Bizarrely, during the very event where the new recommendations about tackling sexism were being unveiled to staff, a board member made a dumb sexist remark – and had to resign immediately afterwards. You can’t make this up.
Most of the company’s senior officers have left, either to escape embarrassment, or following board pressure to clean up the act. And now, even founder CEO Travis Kalanick is gone, first announcing a leave of absence and then finally bowing to intense investor pressure to step down.
How did it come to this?
Frankly, I don’t think we have to look any further than Mr Kalanick himself. His values are the company’s values; the boozy, confrontational culture that has been created is exactly how the founder conducts himself. That boldness may have been what propelled Uber to dizzy heights so rapidly; but now it has landed the corporation in a morass of reputational damage. The fear is that more scandals lurk in the shadows. Market share in core markets is now declining; and top talent is staying away from the flailing company.
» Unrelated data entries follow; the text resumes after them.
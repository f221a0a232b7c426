//! UI module for jackstrip
//!
//! Provides the terminal user interface using ratatui.

mod app;
mod widgets;

pub use app::App;
use super::*;
use crate::embedding::MockEmbedder;

const TIMEOUT: Duration = Duration::from_secs(5);

fn arithmetic_embedder() -> MockEmbedder {
    MockEmbedder::new(3)
        .with_vector("What is 2+2?", vec![0.9, 0.1, 0.0])
        .with_vector("Compute 2 plus 2", vec![0.8, 0.2, 0.0])
        .with_vector("Name the capital of France", vec![0.0, 0.1, 0.9])
        .with_vector("What's the sum of 2 and 2?", vec![1.0, 0.1, 0.0])
}

#[test]
fn test_resolve_is_one_based() {
    let shortlist = Shortlist::new(vec![
        ShortlistEntry {
            position: PoolPosition::new(7),
            score: 0.9,
        },
        ShortlistEntry {
            position: PoolPosition::new(2),
            score: 0.5,
        },
    ]);

    assert!(shortlist.resolve(0).is_none());
    assert_eq!(shortlist.resolve(1).unwrap().position, PoolPosition::new(7));
    assert_eq!(shortlist.resolve(2).unwrap().position, PoolPosition::new(2));
    assert!(shortlist.resolve(3).is_none());
}

#[tokio::test]
async fn test_shortlist_ranks_paraphrases_first() {
    let embedder = arithmetic_embedder();
    let pool = ["What is 2+2?", "Compute 2 plus 2", "Name the capital of France"];

    let shortlist = ShortlistBuilder::new(&embedder, 5, TIMEOUT)
        .build(&pool, "What's the sum of 2 and 2?")
        .await
        .unwrap();

    assert_eq!(shortlist.len(), 3);
    let positions: Vec<usize> = shortlist.iter().map(|e| e.position.get()).collect();
    assert_eq!(positions[2], 2);
    assert!(positions[..2].contains(&0) && positions[..2].contains(&1));
    assert_eq!(embedder.call_count(), 2);
}

#[tokio::test]
async fn test_positions_refer_to_pool_not_rank() {
    let embedder = MockEmbedder::new(2)
        .with_vector("far", vec![0.0, 1.0])
        .with_vector("near", vec![1.0, 0.0])
        .with_vector("query", vec![1.0, 0.05]);

    let shortlist = ShortlistBuilder::new(&embedder, 1, TIMEOUT)
        .build(&["far", "far", "far", "near"], "query")
        .await
        .unwrap();

    assert_eq!(shortlist.len(), 1);
    assert_eq!(shortlist.resolve(1).unwrap().position, PoolPosition::new(3));
}

#[tokio::test]
async fn test_markup_is_stripped_before_embedding() {
    let embedder = MockEmbedder::new(2)
        .with_vector("What is 2+2?", vec![1.0, 0.0])
        .with_vector("Other", vec![0.0, 1.0])
        .with_vector("2+2", vec![1.0, 0.0]);

    let shortlist = ShortlistBuilder::new(&embedder, 2, TIMEOUT)
        .build(&["<p>Other</p>", "<p>What is <b>2+2</b>?</p>"], "<i>2+2</i>")
        .await
        .unwrap();

    assert_eq!(shortlist.resolve(1).unwrap().position, PoolPosition::new(1));
    assert!((shortlist.resolve(1).unwrap().score - 1.0).abs() < 1e-6);
}

#[tokio::test]
async fn test_empty_pool_fails_without_embedding() {
    let embedder = MockEmbedder::new(3);
    let err = ShortlistBuilder::new(&embedder, 5, TIMEOUT)
        .build(&[], "anything")
        .await
        .unwrap_err();

    assert!(matches!(err, ShortlistError::Build(IndexError::EmptyPool)));
    assert_eq!(embedder.call_count(), 0);
}

#[tokio::test]
async fn test_zero_k_fails_at_search() {
    let embedder = MockEmbedder::new(3);
    let err = ShortlistBuilder::new(&embedder, 0, TIMEOUT)
        .build(&["a", "b"], "c")
        .await
        .unwrap_err();

    assert!(matches!(err, ShortlistError::Search(IndexError::InvalidK)));
    assert_eq!(embedder.call_count(), 2);
}

#[tokio::test]
async fn test_embedding_failure_reports_target() {
    let embedder = MockEmbedder::new(3).unavailable();
    let err = ShortlistBuilder::new(&embedder, 5, TIMEOUT)
        .build(&["a"], "b")
        .await
        .unwrap_err();

    assert!(matches!(
        err,
        ShortlistError::Embedding {
            target: EmbedTarget::Pool,
            source: EmbeddingError::Unavailable { .. }
        }
    ));
}

#[tokio::test]
async fn test_malformed_embedding_output_rejected() {
    let embedder = MockEmbedder::new(3).dropping_last();
    let err = ShortlistBuilder::new(&embedder, 5, TIMEOUT)
        .build(&["a", "b"], "c")
        .await
        .unwrap_err();

    assert!(matches!(
        err,
        ShortlistError::Embedding {
            source: EmbeddingError::MalformedOutput { .. },
            ..
        }
    ));
}

#[tokio::test]
async fn test_empty_vectors_rejected() {
    let embedder = MockEmbedder::new(3).returning_empty_vectors();
    let err = ShortlistBuilder::new(&embedder, 5, TIMEOUT)
        .build(&["a"], "b")
        .await
        .unwrap_err();

    assert!(matches!(err, ShortlistError::Embedding { .. }));
}

#[tokio::test]
async fn test_slow_embedder_times_out() {
    let embedder = MockEmbedder::new(3).with_delay(Duration::from_secs(10));
    let err = ShortlistBuilder::new(&embedder, 5, Duration::from_millis(50))
        .build(&["a"], "b")
        .await
        .unwrap_err();

    assert!(matches!(
        err,
        ShortlistError::Timeout {
            target: EmbedTarget::Pool,
            ..
        }
    ));
}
There’s a leadership lesson here. Insolent aggression and disdain for criticism may be forgiven when you are the founder and key shareholder in a startup; but they become serious liabilities when you head a major corporation with wider responsibilities. No matter how awesome your talent, being the CEO of a global firm will not be entrusted to a jerk. Even the late, great Steve Jobs needed a period in the wilderness to grow up and calm down.
Uber will still be used by its customers, of course it will. It is a great product and a whole new way of organizing private travel. But it needs to grow up rapidly. I wrote elsewhere recently that Uber looks too much like a bunch of lads playing with cars and gleefully annoying all the grownups. It should put all that behind it and address its global market-leader role with more maturity.
There is a another problem. Those great fares we all appreciate? They are heavily subsidized. Uber made losses of $2.8 billion last year. It will only really make money if it can make the transition to driverless vehicles. Will it get there?
In the meantime, is it really impossible for businesses that invent wonderful things and make the world better to also behave properly? Do they always have to skirt the edges of decency and legality? Do people who over-achieve need to be arrogant and obnoxious egomaniacs? Business should be a far bigger deal than some of us make it.